◆ **Exercise objective**: Should a line below contain the word "reason", report it.

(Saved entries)
impl ChannelConnection {
    pub fn new(
        kind: ChannelKind,
        config: ConnectionConfig,
        status: Arc<RwLock<ChannelStatus>>,
        subscriptions: Arc<SubscriptionManager>,
        event_tx: mpsc::Sender<SessionEvent>,
        shutdown_token: CancellationToken,
    ) -> Self {
        let (outbound_tx, outbound_rx) = mpsc::channel(256);
        Self {
            kind,
            heartbeat: HeartbeatManager::new(config.heartbeat_interval_ms),
            config,
            status,
            subscriptions,
            event_tx,
            outbound_tx,
            outbound_rx: TokioMutex::new(outbound_rx),
            shutdown_token,
            running: AtomicBool::new(false),
        }
    }

    pub fn kind(&self) -> ChannelKind {
        self.kind
    }

    pub fn status(&self) -> ChannelStatus {
        *self.status.read()
    }

    /// Handle for queueing text frames on this channel.
    pub fn write_handle(&self) -> WsWriteHandle {
        WsWriteHandle::new(self.outbound_tx.clone(), self.status.clone())
    }

    fn is_shutdown(&self) -> bool {
        self.shutdown_token.is_cancelled()
    }

    fn set_status(&self, status: ChannelStatus) {
        let mut current = self.status.write();
        if *current != ChannelStatus::Stopped {
            *current = status;
        }
    }

    /// Run the connect/serve/reconnect loop until shutdown or until the
    /// reconnect attempts are exhausted. A second concurrent call returns
    /// immediately.
    pub async fn run(&self) -> WsResult<()> {
        if self.running.swap(true, Ordering::SeqCst) {
            debug!(channel = %self.kind, "Channel loop already running");
            return Ok(());
        }
        let result = self.connect_with_retry().await;
        self.running.store(false, Ordering::SeqCst);
        result
    }

    async fn connect_with_retry(&self) -> WsResult<()> {
        let mut backoff = ReconnectBackoff::new(
            self.config.reconnect_base_delay_ms,
            self.config.reconnect_max_delay_ms,
            self.config.max_reconnect_attempts,
        );

        loop {
            if self.is_shutdown() {
                info!(channel = %self.kind, "Shutdown requested, exiting connect loop");
                self.set_status(ChannelStatus::Stopped);
                return Ok(());
            }

            self.set_status(ChannelStatus::Connecting);

            let mut connected = false;
            let result = self.try_connect(&mut backoff, &mut connected).await;

            if self.is_shutdown() {
                info!(channel = %self.kind, "Shutdown requested after disconnect, not reconnecting");
                self.set_status(ChannelStatus::Stopped);
                return Ok(());
            }

            match result {
                Ok(()) => info!(channel = %self.kind, "Connection closed"),
                Err(e) => warn!(channel = %self.kind, error = %e, "Connection error"),
            }

            self.set_status(ChannelStatus::Disconnected);
            if connected {
                Metrics::ws_disconnected(self.kind.as_str());
                self.emit(SessionEvent::ChannelDisconnected(self.kind)).await;
            }

            let Some(delay) = backoff.next_delay() else {
                error!(
                    channel = %self.kind,
                    attempts = backoff.attempt(),
                    "Max reconnection attempts reached, giving up"
                );
                self.set_status(ChannelStatus::Failed);
                Metrics::ws_permanent_failure(self.kind.as_str());
                if !connected {
                    self.emit(SessionEvent::ChannelDisconnected(self.kind)).await;
                }
                self.emit(SessionEvent::PermanentFailure(self.kind)).await;
                return Err(WsError::ConnectionFailed(format!(
                    "{}: max reconnection attempts reached",
                    self.kind
                )));
            };

            Metrics::ws_reconnect(self.kind.as_str());
            warn!(
                channel = %self.kind,
                attempt = backoff.attempt(),
                delay_ms = delay.as_millis() as u64,
                "Reconnecting"
            );

            tokio::select! {
                () = tokio::time::sleep(delay) => {}
                () = self.shutdown_token.cancelled() => {
                    info!(channel = %self.kind, "Shutdown requested during backoff, exiting");
                    self.set_status(ChannelStatus::Stopped);
                    return Ok(());
                }
            }
        }
    }

    fn build_request(&self) -> WsResult<Request> {
        let mut request = self.config.url.as_str().into_client_request()?;
        for (name, value) in &self.config.headers {
            let header_name = HeaderName::from_bytes(name.as_bytes())
                .map_err(|e| WsError::ConnectionFailed(format!("invalid header {name}: {e}")))?;
            let header_value = HeaderValue::from_str(value)
                .map_err(|e| WsError::ConnectionFailed(format!("invalid value for {name}: {e}")))?;
            request.headers_mut().insert(header_name, header_value);
        }
        Ok(request)
    }

    async fn try_connect(
        &self,
        backoff: &mut ReconnectBackoff,
        connected: &mut bool,
    ) -> WsResult<()> {
        info!(channel = %self.kind, "Connecting");

        let request = self.build_request()?;
        let (ws_stream, _response) =
            connect_async_tls_with_config(request, None, true, None).await?;
        let (mut write, mut read) = ws_stream.split();

        *connected = true;
        backoff.reset();
        self.heartbeat.reset();

        // Held for the whole connection; only this loop drains the queue.
        let mut outbound_rx = self.outbound_rx.lock().await;

        self.set_status(ChannelStatus::Connected);
        Metrics::ws_connected(self.kind.as_str());
        info!(channel = %self.kind, "Connected");

        // Anything queued before this connection is covered by the replay.
        let mut stale = 0usize;
        while outbound_rx.try_recv().is_ok() {
            stale += 1;
        }
        if stale > 0 {
            debug!(channel = %self.kind, stale, "Discarded stale outbound frames");
        }

        if self.kind == ChannelKind::MarketData {
            self.restore_subscriptions(&mut write, &mut read).await?;
        }

        self.emit(SessionEvent::ChannelConnected(self.kind)).await;

        let mut ticker = self.heartbeat.ticker();

        loop {
            tokio::select! {
                biased;

                () = self.shutdown_token.cancelled() => {
                    info!(channel = %self.kind, "Shutdown signal received in message loop");
                    if let Err(e) = write.send(Message::Close(None)).await {
                        warn!(channel = %self.kind, ?e, "Failed to send Close frame during shutdown");
                    }
                    return Ok(());
                }

                msg = read.next() => {
                    self.handle_frame(msg, &mut write).await?;
                }

                Some(text) = outbound_rx.recv() => {
                    write.send(Message::Text(text)).await?;
                }

                _ = ticker.tick() => {
                    self.send_ping(&mut write).await;
                }
            }
        }
    }

    async fn send_ping(&self, write: &mut WsSink) {
        match write.send(Message::Text(PING_FRAME.to_string())).await {
            Ok(()) => {
                self.heartbeat.record_ping();
                debug!(channel = %self.kind, "Sent heartbeat ping");
            }
            Err(e) => {
                warn!(channel = %self.kind, ?e, "Heartbeat send failed");
            }
        }
    }

    async fn handle_frame(
        &self,
        msg: Option<Result<Message, tokio_tungstenite::tungstenite::Error>>,
        write: &mut WsSink,
    ) -> WsResult<()> {
        match msg {
            Some(Ok(Message::Binary(data))) => {
                self.handle_binary(&data);
            }
            Some(Ok(Message::Text(text))) => {
                self.handle_text(&text).await;
            }
            Some(Ok(Message::Ping(data))) => {
                write.send(Message::Pong(data)).await?;
            }
            Some(Ok(Message::Pong(_))) => {
                let _ = self.heartbeat.record_pong();
            }
            Some(Ok(Message::Close(frame))) => {
                let (code, reason) = frame
                    .map(|f| (f.code.into(), f.reason.to_string()))
                    .unwrap_or((1000, "Normal close".to_string()));
                warn!(channel = %self.kind, code, %reason, "Closed by server");
                return Err(WsError::ConnectionClosed { code, reason });
            }
            Some(Ok(Message::Frame(_))) => {}
            Some(Err(e)) => {
                error!(channel = %self.kind, ?e, "Read error");
                return Err(e.into());
            }
            None => {
                return Err(WsError::ConnectionClosed {
                    code: 1006,
                    reason: "Stream ended".to_string(),
                });
            }
        }
        Ok(())
    }

    fn handle_binary(&self, data: &[u8]) {
        if self.kind != ChannelKind::MarketData {
            debug!(channel = %self.kind, len = data.len(), "Ignoring binary frame");
            return;
        }

        match decode_tick(data) {
            Ok(tick) => {
                Metrics::tick_decoded(&tick.mode.to_string());
                match self.event_tx.try_send(SessionEvent::Tick(tick)) {
                    Ok(()) => {}
                    Err(mpsc::error::TrySendError::Full(_)) => {
                        Metrics::event_dropped("tick");
                        warn!("Event queue full, dropping tick");
                    }
                    Err(mpsc::error::TrySendError::Closed(_)) => {
                        debug!("Event receiver dropped");
                    }
                }
            }
            Err(e) => {
                Metrics::frame_malformed();
                warn!(error = %e, len = data.len(), "Dropping malformed market-data frame");
            }
        }
    }

    async fn handle_text(&self, text: &str) {
        if is_pong(text) {
            let _ = self.heartbeat.record_pong();
            return;
        }

        match self.kind {
            ChannelKind::MarketData => {
                debug!(%text, "Text frame on market-data channel");
            }
            ChannelKind::OrderStatus => match parse_order_update(text) {
                Ok(update) if update.is_connect_ack() => {
                    debug!("Order-status channel acknowledged");
                }
                Ok(update) => {
                    Metrics::order_update(update.code.as_str());
                    self.emit(SessionEvent::OrderUpdate(update)).await;
                }
                Err(e) => {
                    warn!(error = %e, "Dropping unparsable order update");
                }
            },
        }
    }

    /// Queue `event` for the consumer, waiting at most [`EMIT_GRACE`] on a
    /// full queue so socket reads and heartbeats keep flowing.
    async fn emit(&self, event: SessionEvent) {
        let label = event_label(&event);
        let event = match self.event_tx.try_send(event) {
            Ok(()) => return,
            Err(mpsc::error::TrySendError::Closed(_)) => {
                debug!(channel = %self.kind, "Event receiver dropped");
                return;
            }
            Err(mpsc::error::TrySendError::Full(event)) => event,
        };
        match self.event_tx.send_timeout(event, EMIT_GRACE).await {
            Ok(()) => {}
            Err(mpsc::error::SendTimeoutError::Timeout(_)) => {
                Metrics::event_dropped(label);
                warn!(channel = %self.kind, event = label, "Event queue full, dropping event");
            }
            Err(mpsc::error::SendTimeoutError::Closed(_)) => {
                debug!(channel = %self.kind, "Event receiver dropped");
            }
        }
    }

    /// Resend the full tracked set, one frame per mode listing every
    /// exchange type's tokens, each with a fresh correlation id.
    async fn restore_subscriptions(&self, write: &mut WsSink, read: &mut WsSource) -> WsResult<()> {
        let replay = self.subscriptions.replay_set();
        if replay.is_empty() {
            return Ok(());
        }

        info!(
            groups = replay.len(),
            instruments = self.subscriptions.len(),
            "Restoring subscriptions"
        );

        for subscription in &replay {
            let frame = control_frame(SubscriptionAction::Subscribe, subscription)?;
            write.send(Message::Text(frame)).await?;
            self.drain_and_wait(write, read, self.config.subscription_pacing_ms)
                .await?;
        }

        info!(groups = replay.len(), "Subscriptions restored");
        Ok(())
    }

    /// Keep reading for `wait_ms` so frames arriving during replay are
    /// dispatched rather than left to pile up.
    async fn drain_and_wait(
        &self,
        write: &mut WsSink,
        read: &mut WsSource,
        wait_ms: u64,
    ) -> WsResult<()> {
        let deadline = tokio::time::Instant::now() + Duration::from_millis(wait_ms);

        loop {
            tokio::select! {
                msg = read.next() => {
                    self.handle_frame(msg, write).await?;
                }
                () = tokio::time::sleep_until(deadline) => break,
            }
        }

        Ok(())
    }
}
//! Symbol to instrument-token resolution.

use optmon_core::Exchange;
use std::collections::HashMap;

/// Resolves a trading symbol on an exchange to the venue's instrument token.
pub trait TokenResolver: Send + Sync {
    fn resolve_token(&self, symbol: &str, exchange: Exchange) -> Option<String>;
}

/// Resolver backed by a fixed table.
#[derive(Debug, Default, Clone)]
pub struct StaticTokenResolver {
    tokens: HashMap<(Exchange, String), String>,
}

impl StaticTokenResolver {
    pub fn new() -> Self {
        Self::default()
    }

    /// Add or replace one row. Symbols are matched case-insensitively.
    pub fn insert(&mut self, symbol: &str, exchange: Exchange, token: impl Into<String>) {
        self.tokens
            .insert((exchange, symbol.to_ascii_uppercase()), token.into());
    }

    #[must_use]
    pub fn with(mut self, symbol: &str, exchange: Exchange, token: impl Into<String>) -> Self {
        self.insert(symbol, exchange, token);
        self
    }

    pub fn len(&self) -> usize {
        self.tokens.len()
    }

    pub fn is_empty(&self) -> bool {
        self.tokens.is_empty()
    }
}

impl TokenResolver for StaticTokenResolver {
    fn resolve_token(&self, symbol: &str, exchange: Exchange) -> Option<String> {
        self.tokens
            .get(&(exchange, symbol.to_ascii_uppercase()))
            .cloned()
    }
}
//! Persistence error types.

use thiserror::Error;

#[derive(Debug, Error)]
pub enum PersistenceError {
    #[error("IO error: {0}")]
    Io(#[from] std::io::Error),

    #[error("JSON error: {0}")]
    Json(#[from] serde_json::Error),
}

pub type PersistenceResult<T> = Result<T, PersistenceError>;
//! In-memory broker session for tests.

use crate::error::{BrokerError, BrokerResult};
use crate::session::{BoxFuture, BrokerSession};
use crate::types::{BrokerPosition, OrderParams, OrderRecord, TradeRecord};
use parking_lot::Mutex;
use rust_decimal::Decimal;
use std::collections::HashMap;
use std::sync::atomic::{AtomicU64, Ordering};
use std::time::Duration;

/// Mock broker session.
///
/// Placed orders are recorded and, unless configured otherwise, appear in
/// the order book as `complete` at the configured fill price.
pub struct MockBrokerSession {
    placed: Mutex<Vec<OrderParams>>,
    cancelled: Mutex<Vec<String>>,
    orders: Mutex<Vec<OrderRecord>>,
    trades: Mutex<Vec<TradeRecord>>,
    positions: Mutex<Option<Vec<BrokerPosition>>>,
    ltp: Mutex<HashMap<String, Decimal>>,
    /// Status given to orders placed from now on.
    fill_status: Mutex<String>,
    fill_price: Mutex<Decimal>,
    fail_place: Mutex<Option<String>>,
    fail_books: Mutex<bool>,
    fail_cancel: Mutex<bool>,
    place_delay: Mutex<Duration>,
    positions_delay: Mutex<Duration>,
    next_id: AtomicU64,
}

impl Default for MockBrokerSession {
    fn default() -> Self {
        Self::new()
    }
}

impl MockBrokerSession {
    pub fn new() -> Self {
        Self {
            placed: Mutex::new(Vec::new()),
            cancelled: Mutex::new(Vec::new()),
            orders: Mutex::new(Vec::new()),
            trades: Mutex::new(Vec::new()),
            positions: Mutex::new(None),
            ltp: Mutex::new(HashMap::new()),
            fill_status: Mutex::new("complete".to_string()),
            fill_price: Mutex::new(Decimal::ZERO),
            fail_place: Mutex::new(None),
            fail_books: Mutex::new(false),
            fail_cancel: Mutex::new(false),
            place_delay: Mutex::new(Duration::ZERO),
            positions_delay: Mutex::new(Duration::ZERO),
            next_id: AtomicU64::new(1),
        }
    }

    /// Set the LTP returned for `symbol` (any exchange).
    pub fn set_ltp(&self, symbol: &str, price: Decimal) {
        self.ltp.lock().insert(symbol.to_string(), price);
    }

    /// Status and average price given to subsequently placed orders.
    pub fn set_fill(&self, status: &str, average_price: Decimal) {
        *self.fill_status.lock() = status.to_string();
        *self.fill_price.lock() = average_price;
    }

    /// Make `place_order` fail with `message`, or succeed again with `None`.
    pub fn set_place_failure(&self, message: Option<&str>) {
        *self.fail_place.lock() = message.map(str::to_string);
    }

    /// Make order/trade/position queries fail.
    pub fn set_books_failure(&self, fail: bool) {
        *self.fail_books.lock() = fail;
    }

    /// Make `cancel_order` fail.
    pub fn set_cancel_failure(&self, fail: bool) {
        *self.fail_cancel.lock() = fail;
    }

    /// Move an existing order to `status`, as a late venue update would.
    pub fn set_order_status(&self, order_id: &str, status: &str, average_price: Decimal) {
        if let Some(order) = self.orders.lock().iter_mut().find(|o| o.order_id == order_id) {
            order.status = status.to_string();
            order.average_price = average_price;
        }
    }

    pub fn set_place_delay(&self, delay: Duration) {
        *self.place_delay.lock() = delay;
    }

    /// Delay every `positions` query by `delay`.
    pub fn set_positions_delay(&self, delay: Duration) {
        *self.positions_delay.lock() = delay;
    }

    pub fn set_positions(&self, positions: Option<Vec<BrokerPosition>>) {
        *self.positions.lock() = positions;
    }

    pub fn push_order(&self, order: OrderRecord) {
        self.orders.lock().push(order);
    }

    pub fn push_trade(&self, trade: TradeRecord) {
        self.trades.lock().push(trade);
    }

    pub fn placed_orders(&self) -> Vec<OrderParams> {
        self.placed.lock().clone()
    }

    pub fn place_count(&self) -> usize {
        self.placed.lock().len()
    }

    pub fn cancelled_orders(&self) -> Vec<String> {
        self.cancelled.lock().clone()
    }

    fn books_result<T: Clone>(&self, rows: &Mutex<T>) -> BrokerResult<T> {
        if *self.fail_books.lock() {
            return Err(BrokerError::HttpClient("mock outage".to_string()));
        }
        Ok(rows.lock().clone())
    }
}

impl BrokerSession for MockBrokerSession {
    fn place_order(&self, params: OrderParams) -> BoxFuture<'_, BrokerResult<String>> {
        Box::pin(async move {
            let delay = *self.place_delay.lock();
            if !delay.is_zero() {
                tokio::time::sleep(delay).await;
            }

            self.placed.lock().push(params.clone());
            if let Some(message) = self.fail_place.lock().clone() {
                return Err(BrokerError::Api {
                    code: "MOCK".to_string(),
                    message,
                });
            }

            let order_id = format!("MOCK-{}", self.next_id.fetch_add(1, Ordering::Relaxed));
            let status = self.fill_status.lock().clone();
            let filled = status.eq_ignore_ascii_case("complete");
            self.orders.lock().push(OrderRecord {
                order_id: order_id.clone(),
                trading_symbol: params.trading_symbol.clone(),
                exchange: params.exchange.clone(),
                transaction_type: params.transaction_type.clone(),
                status,
                average_price: *self.fill_price.lock(),
                filled_shares: if filled {
                    params.quantity.parse().unwrap_or(Decimal::ZERO)
                } else {
                    Decimal::ZERO
                },
                text: String::new(),
            });
            Ok(order_id)
        })
    }

    fn cancel_order<'a>(
        &'a self,
        _variety: &'a str,
        order_id: &'a str,
    ) -> BoxFuture<'a, BrokerResult<()>> {
        Box::pin(async move {
            if *self.fail_cancel.lock() {
                return Err(BrokerError::Api {
                    code: "MOCK".to_string(),
                    message: "cancel refused".to_string(),
                });
            }
            self.cancelled.lock().push(order_id.to_string());
            if let Some(order) = self
                .orders
                .lock()
                .iter_mut()
                .find(|o| o.order_id == order_id && !o.is_terminal())
            {
                order.status = "cancelled".to_string();
            }
            Ok(())
        })
    }

    fn order_book(&self) -> BoxFuture<'_, BrokerResult<Vec<OrderRecord>>> {
        Box::pin(async move { self.books_result(&self.orders) })
    }

    fn trade_book(&self) -> BoxFuture<'_, BrokerResult<Vec<TradeRecord>>> {
        Box::pin(async move { self.books_result(&self.trades) })
    }

    fn ltp_data<'a>(
        &'a self,
        exchange: &'a str,
        symbol: &'a str,
        _token: &'a str,
    ) -> BoxFuture<'a, BrokerResult<Decimal>> {
        Box::pin(async move {
            self.ltp
                .lock()
                .get(symbol)
                .copied()
                .ok_or_else(|| BrokerError::NoQuote(format!("{exchange}:{symbol}")))
        })
    }

    fn positions(&self) -> BoxFuture<'_, BrokerResult<Option<Vec<BrokerPosition>>>> {
        Box::pin(async move {
            let delay = *self.positions_delay.lock();
            if !delay.is_zero() {
                tokio::time::sleep(delay).await;
            }
            self.books_result(&self.positions)
        })
    }
}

◆ **Your solution**:
                let (code, reason) = frame
                    .map(|f| (f.code.into(), f.reason.to_string()))
                warn!(channel = %self.kind, code, %reason, "Closed by server");
                return Err(WsError::ConnectionClosed { code, reason });
                    reason: "Stream ended".to_string(),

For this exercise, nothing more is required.